- _Stored data_:

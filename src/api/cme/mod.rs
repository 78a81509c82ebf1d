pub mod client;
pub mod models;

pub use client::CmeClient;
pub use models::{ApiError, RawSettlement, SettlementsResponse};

- _What is required_: Output all records verbatim.

- _Exercise answer_:
filename src/api/cme/mod.rs
repository 78a81509c82ebf1d
pub mod client;
pub mod models;

pub use client::CmeClient;
pub use models::{ApiError, RawSettlement, SettlementsResponse};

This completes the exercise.